What Do I Do About My Abusive Husband?

Dear Neil:  Can counseling help a situation such as ours?  My marriage from the start has involved verbal, emotional, mental and at times physical abuse.  Police have been involved several times.   In the most recent incident, where things got somewhat physical, I left the home.  My husband, thinking I was going to contact the police, contacted them first—and claimed that I had physically assaulted him.  Because he did not provide them with my contact information, a warrant was issued for my arrest.  I was able to give the complete story to the city attorney’s office, and they are now recommending that the case be dismissed.  My husband is aware of the damage he has called by lying, and still takes no responsibility for his actions.  He makes it seem as if I deserve all that I’m going through.  I feel as if there is no hope for us, even though I love him.  Emotionally I feel betrayed and deceived by the one person who I thought I could trust with my life.  It is as if I am sleeping with the enemy.  Should we end this before someone really gets hurt, or is there hope?

Unsure Of What To Do In Colorado

Dear Unsure of What to Do:  Abuse is not love.  It’s one person attempting to have control and power over the other person, and in your case it’s also about your husband protecting himself and covering his backside.

This isn’t a caring or loving way to be married.  And yes, it is dangerous.  You are apparently having difficulty coming to grips with the fact that you are in a hurtful and unfriendly relationship that is doing you harm.

Your husband sounds as if he and has low self-worth.  So he is attempting to chip away at your independence and low self-esteem by intimidating, undermining and demeaning you, so you will feel off-balance and unsure of yourself.  His goal is to disempower you so you’ll then be too weak to leave him.  As long as he keeps you weak and disempowered, he’ll feel safe around you.
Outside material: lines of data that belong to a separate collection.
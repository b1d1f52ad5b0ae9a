use serde::{Deserialize, Serialize};

// Request fields are optional so a missing field is reported with its own
// message instead of a generic deserialization failure.

#[derive(Debug, Default, Deserialize)]
pub struct PredictRequest {
    #[serde(default)]
    pub text: Option<String>,
}

#[derive(Debug, Serialize)]
pub struct PredictResponse {
    pub result: String,
}

#[derive(Debug, Default, Deserialize)]
pub struct PromptRequest {
    #[serde(default)]
    pub prompt: Option<String>,
}

#[derive(Debug, Default, Deserialize)]
#[serde(rename_all = "camelCase")]
pub struct OccasionRequest {
    #[serde(default)]
    pub color: Option<String>,
    #[serde(default)]
    pub selected_occasion: Option<String>,
}

#[derive(Debug, Serialize)]
#[serde(rename_all = "camelCase")]
pub struct OccasionResponse {
    pub new_items: Vec<String>,
    pub show_recommendations: bool,
}

#[derive(Debug, Default, Deserialize)]
pub struct AdviceRequest {
    #[serde(default)]
    pub question: Option<String>,
}

#[derive(Debug, Serialize)]
pub struct MessageResponse {
    pub message: String,
}

impl MessageResponse {
    pub fn new(message: impl Into<String>) -> Self {
        Self {
            message: message.into(),
        }
    }
}

#[derive(Debug, Serialize, Deserialize)]
pub struct ErrorResponse {
    pub error: String,
}
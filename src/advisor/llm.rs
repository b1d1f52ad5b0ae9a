use crate::{Error, Result, config::AdvisorConfig};
use async_openai::{
    Client,
    config::OpenAIConfig,
    types::{
        ChatCompletionRequestMessage, ChatCompletionRequestSystemMessageArgs,
        ChatCompletionRequestSystemMessageContent, ChatCompletionRequestUserMessageArgs,
        ChatCompletionRequestUserMessageContent, CreateChatCompletionRequestArgs,
    },
};
use async_trait::async_trait;
use tracing::debug;

pub const DEFAULT_SYSTEM_PROMPT: &str = "You are a professional fashion consultant and stylist.";

#[async_trait]
pub trait LlmClient: Send + Sync {
    async fn complete(&self, system_prompt: &str, prompt: &str) -> Result<String>;
}

/// OpenAI-compatible chat completions; pointed at Gemini's compatibility endpoint by default.
pub struct OpenAiClient {
    client: Client<OpenAIConfig>,
    model: String,
}

impl OpenAiClient {
    pub fn new(config: &AdvisorConfig) -> Self {
        let mut openai_config = OpenAIConfig::new().with_api_key(config.api_key.clone());

        if !config.base_url.is_empty() {
            openai_config = openai_config.with_api_base(config.base_url.clone());
        }

        Self {
            client: Client::with_config(openai_config),
            model: config.model.clone(),
        }
    }

    pub fn model(&self) -> &str {
        &self.model
    }
}

fn build_messages(system_prompt: &str, prompt: &str) -> Result<Vec<ChatCompletionRequestMessage>> {
    let system = ChatCompletionRequestSystemMessageArgs::default()
        .content(ChatCompletionRequestSystemMessageContent::Text(
            system_prompt.to_string(),
        ))
        .build()
        .map_err(|e| Error::advisor(format!("Failed to build system message: {}", e)))?;

    let user = ChatCompletionRequestUserMessageArgs::default()
        .content(ChatCompletionRequestUserMessageContent::Text(
            prompt.to_string(),
        ))
        .build()
        .map_err(|e| Error::advisor(format!("Failed to build user message: {}", e)))?;

    Ok(vec![system.into(), user.into()])
}

#[async_trait]
impl LlmClient for OpenAiClient {
    async fn complete(&self, system_prompt: &str, prompt: &str) -> Result<String> {
        let request = CreateChatCompletionRequestArgs::default()
            .model(&self.model)
            .messages(build_messages(system_prompt, prompt)?)
            .temperature(0.7)
            .build()?;

        let response = self.client.chat().create(request).await?;

        debug!(
            "Received chat completion response with {} choices",
            response.choices.len()
        );

        response
            .choices
            .into_iter()
            .next()
            .and_then(|choice| choice.message.content)
            .ok_or_else(|| Error::advisor("Model returned no content"))
    }
}
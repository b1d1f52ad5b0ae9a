mod types;

pub use types::*;

use crate::{Error, Result};
use std::{env, path::Path};
use tracing::debug;

pub async fn load() -> Result<Config> {
    let config_path = env::var("CONFIG_PATH").unwrap_or_else(|_| "config.yaml".to_string());

    let mut config = if Path::new(&config_path).exists() {
        debug!("Loading configuration from: {}", config_path);
        let config_str = tokio::fs::read_to_string(&config_path).await?;
        parse(&config_str)?
    } else {
        debug!("No configuration file at {}, using defaults", config_path);
        Config::default()
    };

    apply_env_overrides(&mut config, |key| env::var(key).ok());
    validate(&config)?;

    Ok(config)
}

pub fn parse(yaml: &str) -> Result<Config> {
    // An empty document deserializes to unit, not to an empty mapping
    if yaml.trim().is_empty() {
        return Ok(Config::default());
    }
    Ok(serde_yaml::from_str(yaml)?)
}

/// Rejects settings the server cannot start with.
pub fn validate(config: &Config) -> Result<()> {
    let services = &config.services;
    for (key, url) in [
        ("tryon_url", &services.tryon_url),
        ("chatbot_url", &services.chatbot_url),
        ("occasion_url", &services.occasion_url),
        ("text_to_cloth_url", &services.text_to_cloth_url),
    ] {
        let url = url.trim();
        if !(url.starts_with("http://") || url.starts_with("https://")) {
            return Err(Error::config(format!(
                "services.{key} must be an http(s) URL, got '{url}'"
            )));
        }
    }

    if config.server.max_upload_bytes == 0 {
        return Err(Error::config("server.max_upload_bytes must be greater than zero"));
    }
    if config.server.default_cloth_image.trim().is_empty() {
        return Err(Error::config("server.default_cloth_image cannot be empty"));
    }
    if config.fetch.timeout_secs == 0 {
        return Err(Error::config("fetch.timeout_secs must be greater than zero"));
    }

    Ok(())
}

/// Service addresses and the advisor key can be supplied through the environment.
pub fn apply_env_overrides<F>(config: &mut Config, lookup: F)
where
    F: Fn(&str) -> Option<String>,
{
    let non_empty = |key: &str| lookup(key).filter(|v| !v.trim().is_empty());

    if let Some(url) = non_empty("TRYON_URL") {
        config.services.tryon_url = url;
    }
    if let Some(url) = non_empty("CHATBOT_URL") {
        config.services.chatbot_url = url;
    }
    if let Some(url) = non_empty("OCCASION_URL") {
        config.services.occasion_url = url;
    }
    if let Some(url) = non_empty("TEXT_TO_CLOTH_URL") {
        config.services.text_to_cloth_url = url;
    }
    if let Some(key) = non_empty("GEMINI_API_KEY") {
        match config.advisor.as_mut() {
            Some(advisor) => advisor.api_key = key,
            None => config.advisor = Some(AdvisorConfig::with_api_key(key)),
        }
    }
}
Here’s what I’d recommend:  How does it feel internally—inside your body—to be around him?  What do your internal warning signals say about staying with your husband?  We all receive these internal messages from our bodies, although often they’re vague and sometimes even contradictory.  But if you tune into your own internal early warning system, what is it saying to you?  Is your stomach in knots?  Do you have headaches?  Anxiety?   Depression?   Low self-confidence?   Do you feel hopeless?  Devalued?  Although normally there are many reasons unrelated to your husband about why you might feel those feelings, if your answer is “yes” to one or more of these signs, take that to mean that your body is telling you that you are in danger around your husband.

Abuse is not love, its anger and control, and it seeks to dominate, not love.  You must feel safe if you’re going to love and feel loved.  I would advise you to force your husband into intensive abuse therapy (AMEND has a 36 week program) in order to exercise greater self-control over his emotions and actions.  Then the two of you need marriage counseling in order to learn more effective conflict resolution, compromising and negotiating skills—as well as how to sustain love and trust.  If he refuses to do this, get out of this relationship before you get hurt even more.

2 comments on “What Do I Do About My Abusive Husband?

    • all couples have issues. the issue of physical abuse is not normal as well a verbal. repeated attacks, there is something wrong with the abuser. Please seek help. if the abuser will not go, the spouse should to validate why this is ongoing, why do they tolerate the abuse. what can be done to save the marriage, if it is salvageable.